News reports and personal accounts from people who knew him show that Brett Kavanaugh lied again and again at his Senate confirmation hearing. How can this sputtering, raging, serial liar possibly be considered for the role of a Supreme Court justice?
In last Thursday's confirmation hearings, Kavanaugh lied repeatedly about Dr. Christine Blasey Ford’s testimony that she was sexually assaulted by him at age 15.
Kavanaugh repeatedly lied that her account had been “refuted” by witnesses. He also lied about his behavior in high school and college. And he lied many times about policies he worked on during the presidency of George W. Bush.
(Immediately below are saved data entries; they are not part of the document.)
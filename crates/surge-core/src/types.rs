//! Basic types shared across Surge crates

use serde::{Deserialize, Serialize};
use std::fmt;
use std::str::FromStr;

use crate::error::SurgeError;

/// Position of a step inside its workflow's step arena
#[derive(Clone, Copy, Debug, PartialEq, Eq, Hash, PartialOrd, Ord, Serialize, Deserialize)]
pub struct StepIndex(pub usize);

impl StepIndex {
    pub fn get(self) -> usize {
        self.0
    }
}

impl fmt::Display for StepIndex {
    fn fmt(&self, f: &mut fmt::Formatter<'_>) -> fmt::Result {
        write!(f, "#{}", self.0)
    }
}

/// Stable identity of a cluster node
#[derive(
    Clone, Copy, Debug, Default, PartialEq, Eq, Hash, PartialOrd, Ord, Serialize, Deserialize,
)]
pub struct NodeId(pub u64);

impl NodeId {
    /// Low 10 bits, used as the node field of entry ids
    pub fn worker_bits(self) -> u16 {
        (self.0 & 0x3ff) as u16
    }
}

impl fmt::Display for NodeId {
    fn fmt(&self, f: &mut fmt::Formatter<'_>) -> fmt::Result {
        write!(f, "node-{}", self.0)
    }
}

/// Wire protocol a step speaks
#[derive(Clone, Copy, Debug, PartialEq, Eq, Hash, PartialOrd, Ord, Serialize, Deserialize)]
#[serde(rename_all = "lowercase")]
pub enum ProtocolKind {
    Http1,
    Http2,
    Http3,
    Grpc,
    Graphql,
    Websocket,
    Udp,
    Browser,
}

impl ProtocolKind {
    pub const ALL: [ProtocolKind; 8] = [
        Self::Http1,
        Self::Http2,
        Self::Http3,
        Self::Grpc,
        Self::Graphql,
        Self::Websocket,
        Self::Udp,
        Self::Browser,
    ];

    pub fn as_str(&self) -> &'static str {
        match self {
            Self::Http1 => "http1",
            Self::Http2 => "http2",
            Self::Http3 => "http3",
            Self::Grpc => "grpc",
            Self::Graphql => "graphql",
            Self::Websocket => "websocket",
            Self::Udp => "udp",
            Self::Browser => "browser",
        }
    }

    /// Whether the protocol rides on a stream socket
    pub fn is_stream(&self) -> bool {
        !matches!(self, Self::Udp | Self::Http3)
    }
}

impl fmt::Display for ProtocolKind {
    fn fmt(&self, f: &mut fmt::Formatter<'_>) -> fmt::Result {
        f.write_str(self.as_str())
    }
}

impl FromStr for ProtocolKind {
    type Err = SurgeError;

    fn from_str(s: &str) -> Result<Self, Self::Err> {
        Self::ALL
            .iter()
            .copied()
            .find(|kind| kind.as_str().eq_ignore_ascii_case(s))
            .ok_or_else(|| SurgeError::InvalidOption {
                option: "protocol".into(),
                reason: format!("unknown protocol `{s}`"),
            })
    }
}

/// What a task step is for
#[derive(Clone, Copy, Debug, PartialEq, Eq, Hash, Serialize, Deserialize)]
#[serde(rename_all = "lowercase")]
pub enum TaskKind {
    Setup,
    Condition,
    Event,
    Transform,
    Metric,
    Teardown,
}

/// Whether a step issues a network operation or runs local code only
#[derive(Clone, Copy, Debug, PartialEq, Eq, Hash, Serialize, Deserialize)]
pub enum HookKind {
    Action,
    Task(TaskKind),
}

impl HookKind {
    pub fn is_action(&self) -> bool {
        matches!(self, Self::Action)
    }
}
“Kavanaugh is such a brazen liar that many of his false claims have been entirely refuted by reporting,” Media Matters for America says in this comprehensive list of his lies under oath before the United States Senate.
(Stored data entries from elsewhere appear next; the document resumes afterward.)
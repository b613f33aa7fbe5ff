//! Five-node clusters on the in-memory network
//!
//! Nodes gossip, elect and replicate with shortened timers; the leader is then
//! killed mid-run and the survivors must converge on one history.

use std::collections::HashMap;
use std::sync::Arc;
use std::time::Duration;
use tokio::time::Instant;

use surge_cluster::{
    ClusterConfig, ClusterNode, Command, MembershipConfig, MemoryNetwork, ReplicationConfig,
};
use surge_core::{EntryId, ErrorKind, NodeId};
use surge_engine::{Engine, EngineConfig, Registry};

const NODES: u64 = 5;

fn addr(i: u64) -> String {
    format!("n{i}")
}

fn config(i: u64) -> ClusterConfig {
    ClusterConfig {
        node_id: NodeId(i),
        seeds: if i == 0 { Vec::new() } else { vec![addr(0)] },
        membership: MembershipConfig {
            probe_interval: Duration::from_millis(50),
            probe_timeout: Duration::from_millis(25),
            suspect_timeout: Duration::from_millis(150),
            ..MembershipConfig::default()
        },
        replication: ReplicationConfig {
            election_timeout: Duration::from_millis(300),
            heartbeat_interval: Duration::from_millis(30),
            rpc_timeout: Duration::from_millis(50),
            push_timeout: Duration::from_secs(1),
            push_retries: 10,
            push_backoff: Duration::from_millis(20),
            ..ReplicationConfig::default()
        },
        ..ClusterConfig::default()
    }
}

async fn cluster(net: &Arc<MemoryNetwork>) -> Vec<Arc<ClusterNode>> {
    let engine = Arc::new(Engine::new(
        EngineConfig::default(),
        Arc::new(Registry::with_builtins()),
    ));
    let mut nodes = Vec::new();
    for i in 0..NODES {
        let node = ClusterNode::new(config(i), addr(i), engine.clone(), net.transport(addr(i)));
        net.register(addr(i), node.router());
        node.start().await.unwrap();
        nodes.push(node);
    }
    eventually("membership convergence", || {
        nodes
            .iter()
            .all(|n| n.membership().live_count() == NODES as usize)
    })
    .await;
    nodes
}

async fn eventually(what: &str, mut check: impl FnMut() -> bool) {
    let deadline = Instant::now() + Duration::from_secs(10);
    while !check() {
        assert!(Instant::now() < deadline, "timed out waiting for {what}");
        tokio::time::sleep(Duration::from_millis(10)).await;
    }
}

/// Index into `nodes` of the leader every node in `among` follows
fn agreed_leader(nodes: &[Arc<ClusterNode>], among: &[usize]) -> Option<usize> {
    let leader = among
        .iter()
        .copied()
        .find(|&i| nodes[i].replicator().is_leader())?;
    let id = nodes[leader].id();
    among
        .iter()
        .all(|&i| nodes[i].replicator().leader() == Some(id))
        .then_some(leader)
}

async fn wait_leader(nodes: &[Arc<ClusterNode>], among: &[usize]) -> usize {
    let mut found = None;
    eventually("an agreed leader", || {
        found = agreed_leader(nodes, among);
        found.is_some()
    })
    .await;
    found.unwrap()
}

fn holds(node: &ClusterNode, id: EntryId) -> bool {
    node.replicator().committed().iter().any(|e| e.id == id)
}

fn workflow(name: &str) -> Command {
    Command::Workflow {
        name: name.to_string(),
        overrides: vec![("vus".to_string(), "2".to_string())],
    }
}

mod failover_tests {
    use super::*;

    #[tokio::test(flavor = "multi_thread", worker_threads = 4)]
    async fn test_push_through_follower_commits_everywhere() {
        let net = MemoryNetwork::new();
        let nodes = cluster(&net).await;
        let all: Vec<usize> = (0..nodes.len()).collect();
        let leader = wait_leader(&nodes, &all).await;

        let follower = (leader + 1) % nodes.len();
        let id = nodes[follower].submit(workflow("smoke")).await.unwrap();
        eventually("commit on every node", || nodes.iter().all(|n| holds(n, id))).await;

        for node in &nodes {
            node.halt().await;
        }
    }

    #[tokio::test(flavor = "multi_thread", worker_threads = 4)]
    async fn test_leader_failover_keeps_one_history() {
        let net = MemoryNetwork::new();
        let nodes = cluster(&net).await;
        let all: Vec<usize> = (0..nodes.len()).collect();
        let old = wait_leader(&nodes, &all).await;
        let old_term = nodes[old].status().term;

        let first = nodes[old].submit(workflow("before")).await.unwrap();
        eventually("first commit", || nodes.iter().all(|n| holds(n, first))).await;

        net.kill(&addr(old as u64));
        nodes[old].halt().await;
        let killed_at = Instant::now();
        let survivors: Vec<usize> = all.iter().copied().filter(|&i| i != old).collect();

        // Submitted while no leader is reachable.
        let gap = nodes[survivors[0]].submit(workflow("gap")).await;

        let new = wait_leader(&nodes, &survivors).await;
        assert_ne!(new, old);
        assert!(nodes[new].status().term > old_term);
        assert!(killed_at.elapsed() < Duration::from_secs(5));

        match gap {
            Ok(id) => {
                eventually("gap commit", || survivors.iter().all(|&i| holds(&nodes[i], id)))
                    .await
            }
            Err(e) => assert_eq!(e.kind(), ErrorKind::ClusterNoLeader),
        }

        let after = nodes[survivors[1]].submit(workflow("after")).await.unwrap();
        eventually("commit after failover", || {
            survivors.iter().all(|&i| holds(&nodes[i], after))
        })
        .await;

        // Every committed index names the same entry everywhere, and no entry
        // is committed under two terms.
        let mut by_index: HashMap<u64, (u64, EntryId)> = HashMap::new();
        let mut terms_of: HashMap<EntryId, u64> = HashMap::new();
        for node in &nodes {
            for entry in node.replicator().committed() {
                let seen = *by_index.entry(entry.index).or_insert((entry.term, entry.id));
                assert_eq!(seen, (entry.term, entry.id), "index {} diverged", entry.index);
                let term = *terms_of.entry(entry.id).or_insert(entry.term);
                assert_eq!(term, entry.term, "{} committed under two terms", entry.id);
            }
        }
        assert!(terms_of.contains_key(&first));
        assert!(terms_of.contains_key(&after));

        for &i in &survivors {
            nodes[i].halt().await;
        }
    }

    #[tokio::test(flavor = "multi_thread", worker_threads = 4)]
    async fn test_dead_leader_is_detected_by_membership() {
        let net = MemoryNetwork::new();
        let nodes = cluster(&net).await;
        let all: Vec<usize> = (0..nodes.len()).collect();
        let leader = wait_leader(&nodes, &all).await;
        let leader_id = nodes[leader].id();

        net.kill(&addr(leader as u64));
        nodes[leader].halt().await;
        let survivors: Vec<usize> = all.iter().copied().filter(|&i| i != leader).collect();
        eventually("leader declared dead", || {
            survivors.iter().all(|&i| {
                nodes[i].membership().state_of(leader_id)
                    == Some(surge_cluster::MemberState::Dead)
            })
        })
        .await;
        for &i in &survivors {
            assert_eq!(nodes[i].membership().live_count(), NODES as usize - 1);
        }

        for &i in &survivors {
            nodes[i].halt().await;
        }
    }
}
Kavanaugh repeatedly claimed Ford’s accusation has been “refuted” by others who she said attended the party -- even though the other attendees have said no such thing. Kavanaugh seized on the word “refuted” when responding to Ford’s report, claiming in five instances that the three people who Ford says were at the party when Kavanaugh sexually assaulted her had “refuted” her account. That’s an obvious misrepresentation of what those people have said. They have actually all said that they don’t recall the party in question -- a major difference from saying something didn’t happen. And Ford’s friend Leland Keyser has said that although she doesn’t remember the party in question, she believes Ford is telling the truth.
Kavanaugh said he “did not travel in the same social circles” as Ford, but he did. During prepared remarks, Kavanaugh said that Ford “and I did not travel in the same social circles. It is possible that we met at some point at some events, although I do not recall that.” But Ford testified that she went out with one of Kavanaugh’s friends, whose name appears 13 times in Kavanaugh’s calendar.
Kavanaugh attempted to fabricate an alibi by suggesting he did not drink on weekdays and was out of town almost every weekend night of the summer of 1982. Kavanaugh claimed that the incident Ford described “presumably happened on a weekend” and suggested that he and his friends didn’t drink during the week because of their jobs while adding he was “out of town almost every weekend night before football training camp started in late August.” In doing so, Kavanaugh attempted to falsely imply that he did not attend the type of get-together that Ford described. Kavanaugh’s lie is readily apparent in the calendars he provided the committee and a contradictory statement he made acknowledging “the calendars show a few weekday gatherings at friends’ houses after a workout or just to meet up and have some beers.” In particular, great attention has focused on his July 1 calendar entry -- a Thursday -- that showed he was having “[brew]skis” with some of the people Ford said were at the party.
Kavanaugh said he had no connection to Yale University prior to attending undergrad and law school there, but he was a legacy admittee. While denying that he was a heavy drinker in college who drank to the point of blacking out, Kavanagh said, “I got into Yale Law School -- that’s the number one law school in the country. I had no connections there; I got in there by busting my tail at college.” In fact, Kavanaugh’s grandfather Everett Edward Kavanaugh attended Yale, making Kavanaugh a legacy student.
Kavanaugh denied every blacking out from drinking and downplayed his alcohol consumption as a young man, but numerous Yale classmates say he was a belligerent drunk. Kavanaugh became angered under questioning from Sen. Amy Klobuchar (D-MN) after she asked him if he ever blacked out from excessive drinking. In response, Kavanaugh pressed Klobuchar if she had ever blacked out and claimed that he doesn’t have a drinking problem. The New York Times reported that “nearly a dozen” of Kavanaugh’s classmates “said they recalled his indulging in heavy drinking, with some characterizing it as outside the norms of college life.” His freshman roommate James Roche said Kavanaugh was “frequently unusually drunk” and would become “belligerent and mean,” while classmate Charles “Chad” Ludington said Kavanaugh was “a frequent drinker, and a heavy drinker.” Classmate Elizabeth Swisher called Kavanaugh’s claim he never blacked out “a lie” based on her observation of his behavior at the time. Classmate Lynne Brookes told CNN that she and her former classmates were texting each other during the hearing that Kavanaugh was lying about his college drinking habits.